**PROBLEM DESCRIPTION:** Look over the entries that follow and work out how many lines contain "EventSourceRegistry". State the number only.
------------------------
//! Per-request registry of open Server-Sent-Events connections.
//!
//! The connection's own read loop and reconnection policy live with the
//! HTTP client the host embeds; this registry only needs to track which
//! connections a request owns so teardown can close all of them.

use std::collections::HashMap;
use std::sync::atomic::{AtomicBool, Ordering};
use std::sync::Arc;

/// A handle to one open EventSource connection.
#[derive(Clone)]
pub struct EventSourceHandle {
    closed: Arc<AtomicBool>,
}

impl EventSourceHandle {
    /// Builds a handle in the open state.
    #[must_use]
    pub fn new() -> Self {
        Self {
            closed: Arc::new(AtomicBool::new(false)),
        }
    }

    /// Marks the connection closed. Idempotent.
    pub fn close(&self) {
        self.closed.store(true, Ordering::Release);
    }

    /// Whether [`close`] has been called.
    ///
    /// [`close`]: EventSourceHandle::close
    #[must_use]
    pub fn is_closed(&self) -> bool {
        self.closed.load(Ordering::Acquire)
    }
}

impl Default for EventSourceHandle {
    fn default() -> Self {
        Self::new()
    }
}

/// Per-request registry of open EventSource connections, keyed by id.
#[derive(Default)]
pub struct EventSourceRegistry {
    sources: HashMap<u64, EventSourceHandle>,
    next_id: u64,
}

impl EventSourceRegistry {
    /// Creates an empty registry.
    #[must_use]
    pub fn new() -> Self {
        Self {
            sources: HashMap::new(),
            next_id: 1,
        }
    }

    /// Registers a new open connection, returning its id.
    pub fn insert(&mut self, handle: EventSourceHandle) -> u64 {
        let id = self.next_id;
        self.next_id += 1;
        self.sources.insert(id, handle);
        id
    }

    /// Looks up a connection by id.
    #[must_use]
    pub fn get(&self, id: u64) -> Option<&EventSourceHandle> {
        self.sources.get(&id)
    }

    /// Closes and removes connection `id`, if present.
    pub fn close(&mut self, id: u64) {
        if let Some(handle) = self.sources.remove(&id) {
            handle.close();
        }
    }

    /// Closes and removes every connection, for request teardown.
    pub fn close_all(&mut self) {
        for (_, handle) in self.sources.drain() {
            handle.close();
        }
    }
}

#[cfg(test)]
mod tests {
    use super::*;

    #[test]
    fn close_all_closes_every_registered_handle() {
        let mut registry = EventSourceRegistry::new();
        let a = EventSourceHandle::new();
        let b = EventSourceHandle::new();
        registry.insert(a.clone());
        registry.insert(b.clone());
        registry.close_all();
        assert!(a.is_closed());
        assert!(b.is_closed());
    }

    #[test]
    fn close_removes_from_the_registry() {
        let mut registry = EventSourceRegistry::new();
        let id = registry.insert(EventSourceHandle::new());
        registry.close(id);
        assert!(registry.get(id).is_none());
    }
}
------------------------
**FINISHED EXERCISE:** 4